How to compute the gradient of gradient if I have two models?

Hi, I am working on a problem where I have two models, namely a Teacher model (A) and a student model (B).

Phase 1

The Teacher network is used to generate pseudo-labels for a set of unlabelled train set X1. The pseudo-labels are used as ground truth to train the student network. The student network is updated based on the loss computed using the prediction from student network and the pseudo-labels.

Phase 2

Given labelled train set, (X2, Y2), we use the updated student model B2 and perform forward propagation.

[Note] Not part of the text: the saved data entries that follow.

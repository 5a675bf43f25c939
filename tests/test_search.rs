//! Integration tests for the search_code tool
//!
//! A mockito server stands in for Searchfox. These tests verify query string
//! construction, normalization of the returned payload and error reporting.

use mockito::Matcher;
use serde_json::json;

use searchfox_mcp::tools::error::ToolError;
use test_util::{arguments, create_test_tools, result_json};

fn definitions_payload() -> String {
    json!({
        "*title*": "Definitions of 'f'",
        "*timedout*": false,
        "normal": {
            "Definitions": [
                {"path": "a.cpp", "lines": [{"lno": 10, "line": "void f(){}", "bounds": [5, 6]}]}
            ]
        }
    })
    .to_string()
}

#[tokio::test]
async fn test_search_code_end_to_end() {
    let mut server = mockito::Server::new_async().await;
    let mock = server
        .mock("GET", "/mozilla-central/search")
        .match_query(Matcher::AllOf(vec![
            Matcher::UrlEncoded("q".into(), "void f".into()),
            Matcher::UrlEncoded("case".into(), "false".into()),
            Matcher::UrlEncoded("regexp".into(), "false".into()),
        ]))
        .match_header("accept", "application/json")
        .with_status(200)
        .with_header("content-type", "application/json")
        .with_body(definitions_payload())
        .create_async()
        .await;

    let tools = create_test_tools(&server.url());
    let result = tools
        .call(
            "search_code",
            Some(arguments(json!({"query": "void f", "limit": 10}))),
        )
        .await
        .unwrap();

    mock.assert_async().await;

    let output = result_json(&result);
    assert_eq!(output["query"], "void f");
    assert_eq!(output["repo"], "mozilla-central");
    assert_eq!(output["count"], 1);
    assert_eq!(output["timedout"], false);
    assert_eq!(output["title"], "Definitions of 'f'");
    assert!(output.get("total_available").is_none());
    assert!(output.get("limits").is_none());
    assert_eq!(
        output["results"],
        json!([{
            "path": "a.cpp",
            "line": 10,
            "column": 5,
            "snippet": "void f(){}",
            "context": "normal: Definitions",
            "bounds": [5, 6]
        }])
    );
}

#[tokio::test]
async fn test_search_code_passes_options() {
    let mut server = mockito::Server::new_async().await;
    let mock = server
        .mock("GET", "/comm-central/search")
        .match_query(Matcher::AllOf(vec![
            Matcher::UrlEncoded("q".into(), "nsMsg\\w+".into()),
            Matcher::UrlEncoded("case".into(), "true".into()),
            Matcher::UrlEncoded("regexp".into(), "true".into()),
            Matcher::UrlEncoded("path".into(), "^mailnews/".into()),
        ]))
        .with_status(200)
        .with_body(json!({"*timedout*": true, "*limits*": ["Too many results"]}).to_string())
        .create_async()
        .await;

    let tools = create_test_tools(&server.url());
    let result = tools
        .call(
            "search_code",
            Some(arguments(json!({
                "query": "nsMsg\\w+",
                "repo": "comm-central",
                "path": "^mailnews/",
                "case": true,
                "regexp": true
            }))),
        )
        .await
        .unwrap();

    mock.assert_async().await;

    let output = result_json(&result);
    assert_eq!(output["count"], 0);
    assert_eq!(output["results"], json!([]));
    assert_eq!(output["timedout"], true);
    assert_eq!(output["limits"], json!(["Too many results"]));
    assert_eq!(
        output["total_available"],
        "Search timed out - more results may be available"
    );
}

#[tokio::test]
async fn test_search_code_applies_limit() {
    let lines: Vec<_> = (1..=20)
        .map(|lno| json!({"lno": lno, "line": format!("hit {}", lno)}))
        .collect();
    let body = json!({
        "Textual Occurrences": [{"path": "big.cpp", "lines": lines}],
        "normal": {"Uses": [{"path": "other.cpp", "lines": [{"lno": 1, "line": "x"}]}]}
    });

    let mut server = mockito::Server::new_async().await;
    server
        .mock("GET", "/mozilla-central/search")
        .match_query(Matcher::Any)
        .with_status(200)
        .with_body(body.to_string())
        .create_async()
        .await;

    let tools = create_test_tools(&server.url());

    let capped = result_json(
        &tools
            .call("search_code", Some(arguments(json!({"query": "hit", "limit": 7}))))
            .await
            .unwrap(),
    );
    assert_eq!(capped["count"], 7);
    for result in capped["results"].as_array().unwrap() {
        assert_eq!(result["context"], "Textual Occurrences");
    }

    let unbounded = result_json(
        &tools
            .call("search_code", Some(arguments(json!({"query": "hit", "limit": 0}))))
            .await
            .unwrap(),
    );
    assert_eq!(unbounded["count"], 21);
    assert_eq!(unbounded["results"][20]["context"], "normal: Uses");
}

#[tokio::test]
async fn test_search_code_limit_keeps_trailing_diagnostics() {
    let body = json!({
        "Textual Occurrences": [{"path": "a.cpp", "lines": [
            {"lno": 1, "line": "one"},
            {"lno": 2, "line": "two"}
        ]}],
        "*title*": "T",
        "*timedout*": true,
        "*limits*": ["L"]
    });

    let mut server = mockito::Server::new_async().await;
    server
        .mock("GET", "/mozilla-central/search")
        .match_query(Matcher::Any)
        .with_status(200)
        .with_body(body.to_string())
        .create_async()
        .await;

    let tools = create_test_tools(&server.url());
    let output = result_json(
        &tools
            .call("search_code", Some(arguments(json!({"query": "o", "limit": 1}))))
            .await
            .unwrap(),
    );

    assert_eq!(output["count"], 1);
    assert_eq!(output["results"][0]["snippet"], "one");
    assert_eq!(output["title"], "T");
    assert_eq!(output["timedout"], true);
    assert_eq!(output["limits"], json!(["L"]));
    assert_eq!(
        output["total_available"],
        "Search timed out - more results may be available"
    );
}

#[tokio::test]
async fn test_search_code_upstream_failure() {
    let mut server = mockito::Server::new_async().await;
    server
        .mock("GET", "/mozilla-central/search")
        .match_query(Matcher::Any)
        .with_status(500)
        .create_async()
        .await;

    let tools = create_test_tools(&server.url());
    let error = tools
        .call("search_code", Some(arguments(json!({"query": "nsIFoo"}))))
        .await
        .unwrap_err();

    match error {
        ToolError::UpstreamSearchFailure(details) => assert!(details.contains("HTTP 500")),
        other => panic!("expected UpstreamSearchFailure, got {:?}", other),
    }
}

#[tokio::test]
async fn test_search_code_invalid_json_is_failure() {
    let mut server = mockito::Server::new_async().await;
    server
        .mock("GET", "/mozilla-central/search")
        .match_query(Matcher::Any)
        .with_status(200)
        .with_body("<html>not json</html>")
        .create_async()
        .await;

    let tools = create_test_tools(&server.url());
    let error = tools
        .call("search_code", Some(arguments(json!({"query": "nsIFoo"}))))
        .await
        .unwrap_err();

    assert!(matches!(error, ToolError::UpstreamSearchFailure(_)));
}

#[tokio::test]
async fn test_invalid_calls_never_reach_upstream() {
    let mut server = mockito::Server::new_async().await;
    let mock = server
        .mock("GET", Matcher::Any)
        .expect(0)
        .create_async()
        .await;

    let tools = create_test_tools(&server.url());

    let error = tools.call("search_code", None).await.unwrap_err();
    assert!(matches!(error, ToolError::InvalidInput(msg) if msg == "Missing arguments"));

    let error = tools
        .call("search_code", Some(arguments(json!({"query": 42}))))
        .await
        .unwrap_err();
    assert!(matches!(error, ToolError::InvalidInput(_)));

    let error = tools
        .call("blame", Some(arguments(json!({"query": "x"}))))
        .await
        .unwrap_err();
    assert!(matches!(error, ToolError::UnknownOperation(name) if name == "blame"));

    mock.assert_async().await;
}
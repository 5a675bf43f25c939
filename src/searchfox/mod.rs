pub mod client;
pub mod payload;

pub use client::SearchfoxClient;
pub use payload::{ResponseNormalizer, SearchfoxResponse};
//! Mapping from Searchfox repository names to the GitHub mirror
//!
//! Every Firefox tree is a branch of the unified `mozilla/firefox` repository.
//! `comm-central` is the one exception: it is not mirrored there and is served
//! from `mozilla/releases-comm-central` instead.

use std::collections::HashMap;

use once_cell::sync::Lazy;

use crate::types::{Branch, HostingRepository, RepoLocation};

/// Branch used for any repository name missing from the table
pub const DEFAULT_BRANCH: &str = "main";

const DEFAULT_HOSTING_OWNER: &str = "mozilla";
const DEFAULT_HOSTING_NAME: &str = "firefox";

const COMM_CENTRAL: &str = "comm-central";
const COMM_CENTRAL_HOSTING_NAME: &str = "releases-comm-central";

static BRANCH_TABLE: Lazy<HashMap<&'static str, &'static str>> = Lazy::new(|| {
    HashMap::from([
        ("mozilla-central", "main"),
        ("autoland", "autoland"),
        ("mozilla-beta", "beta"),
        ("mozilla-release", "release"),
        ("mozilla-esr115", "esr115"),
        ("mozilla-esr128", "esr128"),
        ("mozilla-esr140", "esr140"),
        (COMM_CENTRAL, "main"),
    ])
});

/// Resolves logical repository names to retrievable locations.
///
/// Stateless; the same input always yields the same location.
#[derive(Debug, Clone)]
pub struct RepositoryResolver {
    searchfox_base_url: String,
}

impl RepositoryResolver {
    pub fn new<T: Into<String>>(searchfox_base_url: T) -> Self {
        Self {
            searchfox_base_url: searchfox_base_url.into(),
        }
    }

    pub fn resolve(&self, repo: &str) -> RepoLocation {
        RepoLocation {
            hosting_repository: hosting_repository(repo),
            branch: branch(repo),
            source_browse_base_url: format!("{}/{}/source", self.searchfox_base_url, repo),
        }
    }
}

/// Looks up the mirror branch for a repository name, defaulting to `main`
pub fn branch(repo: &str) -> Branch {
    Branch::new(BRANCH_TABLE.get(repo).copied().unwrap_or(DEFAULT_BRANCH))
}

/// GitHub repository serving the files of `repo`
pub fn hosting_repository(repo: &str) -> HostingRepository {
    if repo == COMM_CENTRAL {
        HostingRepository::new(DEFAULT_HOSTING_OWNER, COMM_CENTRAL_HOSTING_NAME)
    } else {
        HostingRepository::new(DEFAULT_HOSTING_OWNER, DEFAULT_HOSTING_NAME)
    }
}

#[cfg(test)]
mod tests {
    use super::*;

    fn resolver() -> RepositoryResolver {
        RepositoryResolver::new("https://searchfox.org")
    }

    #[test]
    fn test_known_branches() {
        let cases = [
            ("mozilla-central", "main"),
            ("autoland", "autoland"),
            ("mozilla-beta", "beta"),
            ("mozilla-release", "release"),
            ("mozilla-esr115", "esr115"),
            ("mozilla-esr128", "esr128"),
            ("mozilla-esr140", "esr140"),
            ("comm-central", "main"),
        ];

        for (repo, expected) in cases {
            assert_eq!(branch(repo).as_str(), expected, "branch for {}", repo);
        }
    }

    #[test]
    fn test_comm_central_uses_alternate_mirror() {
        let location = resolver().resolve("comm-central");
        assert_eq!(
            location.hosting_repository.full_name(),
            "mozilla/releases-comm-central"
        );
        assert_eq!(location.branch.as_str(), "main");
    }

    #[test]
    fn test_esr_uses_default_mirror() {
        let location = resolver().resolve("mozilla-esr128");
        assert_eq!(location.hosting_repository.full_name(), "mozilla/firefox");
        assert_eq!(location.branch.as_str(), "esr128");
    }

    #[test]
    fn test_unknown_repository_falls_back() {
        let location = resolver().resolve("unknown-repo-xyz");
        assert_eq!(location.hosting_repository.full_name(), "mozilla/firefox");
        assert_eq!(location.branch.as_str(), DEFAULT_BRANCH);
    }

    #[test]
    fn test_browse_url_uses_logical_name() {
        let location = resolver().resolve("comm-central");
        assert_eq!(
            location.source_browse_base_url,
            "https://searchfox.org/comm-central/source"
        );
        assert_eq!(
            location.browse_url("mail/base/content/mailWindow.js"),
            "https://searchfox.org/comm-central/source/mail/base/content/mailWindow.js"
        );
    }
}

Then a loss is computed between the prediction from B2 and Y2. Rather than updating the student network again, now I would like to update the Teacher model A. In other words, I would like to compute the gradient of loss in phase 2 w.r.t model A. However, in my implementation, when I do loss.backward() in phase 2, only the gradient w.r.t model B is computed. May I ask how I can compute the gradient w.r.t model A???

Below is a much more detailed explanation and I have also pasted my code at the very end.

Given a set of inputs, X1,

Y_A1 = A(X1)
Y_B1 = B(X1)
loss1 = crossEntropy(Y_A1, Y_B1)
loss1.backward()

By calling loss1.backward() will computes the gradient of loss1 w.r.t all the parameters in A and B. Then to update only model B,

optimB.step() 
B -> B2

is called, where optimB can be something like

optimB = torch.optim.SGD(B.parameters(), lr=0.01)

Then, given another set of input X2, and labels Y2

Y_B2 = B2(X2)
loss2 = crossEntropy(Y_B2, Y2)
loss2.backward()

I was under the assumption that by calling loss2.backward(), gradient w.r.t. to parameters in model A will also be computed (second order derivative of loss1 w.r.t model A) because

Y_B2 = B2(X2)
B2 = B - lr * dloss1/dB

To update A -> A2
A2 = A - lr * dloss2/dA
A2 = A - lr * d(crossEntropy(Y_B2, Y2))/dA
A2 = A - lr * d(crossEntropy(B2(X2), Y2))/dA

Therefore, in order to update A we need to compute d(dloss1/db)/dA. However, in my implementation, when I called loss2.backward(), only gradient of dloss2/dB is computed.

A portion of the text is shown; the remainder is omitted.